• _Problem statement_
Which lines of the data hold the word "calls"? Copy all of them.

Saved data entries
-------------------------

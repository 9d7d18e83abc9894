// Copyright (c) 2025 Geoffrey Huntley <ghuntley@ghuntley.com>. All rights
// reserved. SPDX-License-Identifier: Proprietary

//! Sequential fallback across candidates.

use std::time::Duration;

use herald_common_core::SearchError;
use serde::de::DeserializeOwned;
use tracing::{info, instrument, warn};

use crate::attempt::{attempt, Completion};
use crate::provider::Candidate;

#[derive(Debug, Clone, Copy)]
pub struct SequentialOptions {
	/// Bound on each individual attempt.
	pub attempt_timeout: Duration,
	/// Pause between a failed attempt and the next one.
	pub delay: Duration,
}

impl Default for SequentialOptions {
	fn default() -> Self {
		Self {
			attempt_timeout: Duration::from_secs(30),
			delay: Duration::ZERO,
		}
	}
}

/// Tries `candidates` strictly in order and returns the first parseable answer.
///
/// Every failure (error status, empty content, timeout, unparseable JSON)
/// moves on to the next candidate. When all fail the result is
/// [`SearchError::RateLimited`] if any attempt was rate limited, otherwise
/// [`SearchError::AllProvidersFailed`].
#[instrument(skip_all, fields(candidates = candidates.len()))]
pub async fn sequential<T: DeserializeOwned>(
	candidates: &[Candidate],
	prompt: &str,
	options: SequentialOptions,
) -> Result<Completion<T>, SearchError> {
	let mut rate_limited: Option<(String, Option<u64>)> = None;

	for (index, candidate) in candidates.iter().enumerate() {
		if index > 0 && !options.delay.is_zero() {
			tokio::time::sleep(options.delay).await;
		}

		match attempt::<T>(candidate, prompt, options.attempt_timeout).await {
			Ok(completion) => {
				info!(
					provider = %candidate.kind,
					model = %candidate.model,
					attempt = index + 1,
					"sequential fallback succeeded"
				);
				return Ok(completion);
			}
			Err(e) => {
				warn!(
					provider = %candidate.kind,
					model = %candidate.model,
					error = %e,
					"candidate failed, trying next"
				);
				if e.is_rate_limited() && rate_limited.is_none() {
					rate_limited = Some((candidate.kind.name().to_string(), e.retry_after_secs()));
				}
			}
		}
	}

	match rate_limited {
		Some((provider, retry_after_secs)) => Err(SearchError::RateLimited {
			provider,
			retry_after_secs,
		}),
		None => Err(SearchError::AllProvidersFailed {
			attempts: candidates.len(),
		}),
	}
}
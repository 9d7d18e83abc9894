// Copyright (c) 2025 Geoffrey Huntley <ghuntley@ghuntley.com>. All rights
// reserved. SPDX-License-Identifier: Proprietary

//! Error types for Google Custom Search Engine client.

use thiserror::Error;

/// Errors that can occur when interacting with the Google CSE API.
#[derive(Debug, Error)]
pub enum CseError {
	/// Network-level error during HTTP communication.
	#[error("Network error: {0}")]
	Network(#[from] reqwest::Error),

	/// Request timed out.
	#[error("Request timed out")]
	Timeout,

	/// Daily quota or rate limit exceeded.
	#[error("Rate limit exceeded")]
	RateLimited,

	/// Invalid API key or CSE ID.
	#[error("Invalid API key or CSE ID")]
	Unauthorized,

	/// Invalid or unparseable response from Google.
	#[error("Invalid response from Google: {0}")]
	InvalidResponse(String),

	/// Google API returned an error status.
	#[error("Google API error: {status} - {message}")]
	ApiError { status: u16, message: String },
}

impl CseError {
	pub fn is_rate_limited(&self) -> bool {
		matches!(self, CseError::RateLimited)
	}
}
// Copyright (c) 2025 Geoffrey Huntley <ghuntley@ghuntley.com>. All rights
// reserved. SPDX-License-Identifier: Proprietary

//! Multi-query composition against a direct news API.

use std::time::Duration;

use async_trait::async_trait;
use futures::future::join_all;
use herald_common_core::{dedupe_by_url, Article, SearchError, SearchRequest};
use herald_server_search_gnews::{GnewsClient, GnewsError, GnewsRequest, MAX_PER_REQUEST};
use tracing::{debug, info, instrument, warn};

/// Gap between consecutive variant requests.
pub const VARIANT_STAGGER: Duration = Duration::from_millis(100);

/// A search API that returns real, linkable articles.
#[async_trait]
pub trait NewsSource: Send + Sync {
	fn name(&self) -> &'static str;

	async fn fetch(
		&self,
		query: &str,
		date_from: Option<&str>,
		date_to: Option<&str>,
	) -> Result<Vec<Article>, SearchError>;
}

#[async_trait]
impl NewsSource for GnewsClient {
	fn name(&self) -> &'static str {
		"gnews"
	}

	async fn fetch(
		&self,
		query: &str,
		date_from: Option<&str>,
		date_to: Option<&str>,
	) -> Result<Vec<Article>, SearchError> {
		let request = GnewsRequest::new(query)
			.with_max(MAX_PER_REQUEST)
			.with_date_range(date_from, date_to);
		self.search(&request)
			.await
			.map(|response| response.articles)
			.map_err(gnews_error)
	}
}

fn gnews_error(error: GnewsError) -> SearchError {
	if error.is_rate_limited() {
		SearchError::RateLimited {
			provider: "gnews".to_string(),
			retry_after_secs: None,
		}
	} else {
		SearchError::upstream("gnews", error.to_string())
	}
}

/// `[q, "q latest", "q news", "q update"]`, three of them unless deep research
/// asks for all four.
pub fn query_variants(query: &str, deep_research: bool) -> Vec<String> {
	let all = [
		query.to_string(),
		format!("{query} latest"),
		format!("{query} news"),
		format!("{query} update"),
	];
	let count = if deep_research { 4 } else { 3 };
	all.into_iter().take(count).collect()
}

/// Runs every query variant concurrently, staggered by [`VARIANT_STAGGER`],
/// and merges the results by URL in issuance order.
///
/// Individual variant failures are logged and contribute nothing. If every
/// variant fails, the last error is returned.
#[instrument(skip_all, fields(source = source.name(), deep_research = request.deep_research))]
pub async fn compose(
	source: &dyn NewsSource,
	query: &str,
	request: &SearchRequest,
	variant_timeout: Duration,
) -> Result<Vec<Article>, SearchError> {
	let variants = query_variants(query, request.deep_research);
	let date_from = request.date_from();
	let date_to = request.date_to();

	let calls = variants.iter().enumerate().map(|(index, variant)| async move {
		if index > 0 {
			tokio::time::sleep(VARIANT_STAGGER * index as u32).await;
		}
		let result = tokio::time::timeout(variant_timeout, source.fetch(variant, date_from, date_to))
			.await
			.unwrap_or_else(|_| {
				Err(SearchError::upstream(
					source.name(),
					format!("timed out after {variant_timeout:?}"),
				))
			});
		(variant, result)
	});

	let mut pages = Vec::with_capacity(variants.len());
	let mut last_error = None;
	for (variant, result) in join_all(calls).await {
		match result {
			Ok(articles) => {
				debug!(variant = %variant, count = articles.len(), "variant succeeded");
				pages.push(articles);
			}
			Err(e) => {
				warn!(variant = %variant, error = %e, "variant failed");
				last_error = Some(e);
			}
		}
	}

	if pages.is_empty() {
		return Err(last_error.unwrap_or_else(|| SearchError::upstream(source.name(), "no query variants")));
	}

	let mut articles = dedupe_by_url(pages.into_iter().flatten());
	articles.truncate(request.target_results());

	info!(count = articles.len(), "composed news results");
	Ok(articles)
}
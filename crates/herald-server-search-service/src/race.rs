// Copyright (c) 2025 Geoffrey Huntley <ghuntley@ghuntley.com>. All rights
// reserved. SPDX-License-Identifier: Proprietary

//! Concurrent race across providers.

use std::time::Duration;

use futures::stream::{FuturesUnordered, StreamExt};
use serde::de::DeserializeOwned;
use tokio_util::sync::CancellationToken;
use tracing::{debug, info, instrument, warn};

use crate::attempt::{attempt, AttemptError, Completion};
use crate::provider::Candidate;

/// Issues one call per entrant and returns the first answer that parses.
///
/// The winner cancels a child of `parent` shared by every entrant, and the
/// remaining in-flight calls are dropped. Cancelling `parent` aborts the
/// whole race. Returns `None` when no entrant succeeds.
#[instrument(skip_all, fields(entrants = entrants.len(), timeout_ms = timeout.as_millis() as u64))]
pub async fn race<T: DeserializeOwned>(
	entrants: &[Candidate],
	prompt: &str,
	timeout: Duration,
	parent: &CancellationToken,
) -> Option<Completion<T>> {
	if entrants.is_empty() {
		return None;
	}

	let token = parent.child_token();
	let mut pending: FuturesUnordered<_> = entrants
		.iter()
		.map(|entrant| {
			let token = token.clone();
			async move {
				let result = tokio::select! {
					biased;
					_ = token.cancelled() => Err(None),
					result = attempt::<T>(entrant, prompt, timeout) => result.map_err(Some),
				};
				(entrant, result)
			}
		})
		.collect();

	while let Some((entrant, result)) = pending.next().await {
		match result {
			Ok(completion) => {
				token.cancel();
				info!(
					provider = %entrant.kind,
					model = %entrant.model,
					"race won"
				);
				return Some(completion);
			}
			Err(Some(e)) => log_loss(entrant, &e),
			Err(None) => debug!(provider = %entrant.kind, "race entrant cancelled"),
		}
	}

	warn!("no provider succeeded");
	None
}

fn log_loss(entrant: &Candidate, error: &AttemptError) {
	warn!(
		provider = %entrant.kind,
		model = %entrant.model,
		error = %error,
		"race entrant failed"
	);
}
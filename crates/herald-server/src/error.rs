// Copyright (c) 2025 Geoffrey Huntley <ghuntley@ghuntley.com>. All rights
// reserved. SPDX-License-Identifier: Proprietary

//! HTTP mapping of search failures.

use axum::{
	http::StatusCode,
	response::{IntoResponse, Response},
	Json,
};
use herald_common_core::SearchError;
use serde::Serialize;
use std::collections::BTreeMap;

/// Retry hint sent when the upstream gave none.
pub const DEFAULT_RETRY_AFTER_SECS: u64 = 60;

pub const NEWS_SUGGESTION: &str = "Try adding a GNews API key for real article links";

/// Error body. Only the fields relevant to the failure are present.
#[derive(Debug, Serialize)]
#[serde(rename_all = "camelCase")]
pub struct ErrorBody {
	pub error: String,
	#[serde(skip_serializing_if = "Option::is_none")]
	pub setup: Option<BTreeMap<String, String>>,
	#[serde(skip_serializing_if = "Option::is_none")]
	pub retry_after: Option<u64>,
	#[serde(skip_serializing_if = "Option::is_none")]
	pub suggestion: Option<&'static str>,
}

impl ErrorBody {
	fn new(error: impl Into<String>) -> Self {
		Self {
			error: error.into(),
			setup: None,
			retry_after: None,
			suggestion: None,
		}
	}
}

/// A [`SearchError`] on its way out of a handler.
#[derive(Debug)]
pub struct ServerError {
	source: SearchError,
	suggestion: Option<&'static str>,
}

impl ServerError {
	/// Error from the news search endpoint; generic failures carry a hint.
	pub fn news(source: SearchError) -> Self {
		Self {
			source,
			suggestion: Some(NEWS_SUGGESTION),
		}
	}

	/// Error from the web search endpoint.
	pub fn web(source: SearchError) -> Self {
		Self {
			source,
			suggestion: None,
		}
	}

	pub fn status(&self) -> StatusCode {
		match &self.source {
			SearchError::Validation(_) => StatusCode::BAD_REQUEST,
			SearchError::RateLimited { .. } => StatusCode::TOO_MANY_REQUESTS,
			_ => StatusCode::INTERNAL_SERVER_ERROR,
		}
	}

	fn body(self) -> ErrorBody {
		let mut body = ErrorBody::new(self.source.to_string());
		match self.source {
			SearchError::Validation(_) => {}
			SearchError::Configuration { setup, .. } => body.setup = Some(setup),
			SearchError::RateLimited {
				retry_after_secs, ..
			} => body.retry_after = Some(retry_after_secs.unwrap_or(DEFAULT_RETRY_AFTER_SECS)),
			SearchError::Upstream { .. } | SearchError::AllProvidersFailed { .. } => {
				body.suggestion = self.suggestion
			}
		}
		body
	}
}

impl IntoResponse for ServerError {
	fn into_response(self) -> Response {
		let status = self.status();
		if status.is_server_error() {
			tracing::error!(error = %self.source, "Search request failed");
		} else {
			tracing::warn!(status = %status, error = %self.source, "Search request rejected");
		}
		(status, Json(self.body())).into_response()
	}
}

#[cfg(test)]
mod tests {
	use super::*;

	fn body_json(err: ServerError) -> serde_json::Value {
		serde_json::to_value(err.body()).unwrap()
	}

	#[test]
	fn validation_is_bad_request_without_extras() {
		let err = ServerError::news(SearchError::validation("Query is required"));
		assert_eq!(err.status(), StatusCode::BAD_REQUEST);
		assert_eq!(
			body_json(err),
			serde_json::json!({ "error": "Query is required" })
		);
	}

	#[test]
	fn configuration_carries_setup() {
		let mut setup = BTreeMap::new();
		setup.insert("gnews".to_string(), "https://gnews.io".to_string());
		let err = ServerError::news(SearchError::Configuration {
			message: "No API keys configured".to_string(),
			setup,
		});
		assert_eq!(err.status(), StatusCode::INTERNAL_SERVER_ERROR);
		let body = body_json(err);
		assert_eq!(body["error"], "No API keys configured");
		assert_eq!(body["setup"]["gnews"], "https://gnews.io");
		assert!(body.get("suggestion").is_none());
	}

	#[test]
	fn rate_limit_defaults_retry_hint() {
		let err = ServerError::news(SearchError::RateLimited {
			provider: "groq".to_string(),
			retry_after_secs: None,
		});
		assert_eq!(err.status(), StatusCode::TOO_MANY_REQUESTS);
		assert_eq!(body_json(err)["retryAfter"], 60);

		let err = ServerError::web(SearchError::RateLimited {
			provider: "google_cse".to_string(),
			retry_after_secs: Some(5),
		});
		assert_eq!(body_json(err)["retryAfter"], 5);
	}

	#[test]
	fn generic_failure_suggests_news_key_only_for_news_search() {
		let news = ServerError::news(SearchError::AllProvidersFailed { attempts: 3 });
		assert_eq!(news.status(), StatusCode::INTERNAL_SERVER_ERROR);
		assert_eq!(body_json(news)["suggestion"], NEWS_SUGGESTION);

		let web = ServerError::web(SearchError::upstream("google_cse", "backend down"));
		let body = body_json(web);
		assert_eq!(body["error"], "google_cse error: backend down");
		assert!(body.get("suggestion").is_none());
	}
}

-------------------------

• _Answer to the problem_
	let calls = variants.iter().enumerate().map(|(index, variant)| async move {
	for (variant, result) in join_all(calls).await {
/// remaining in-flight calls are dropped. Cancelling `parent` aborts the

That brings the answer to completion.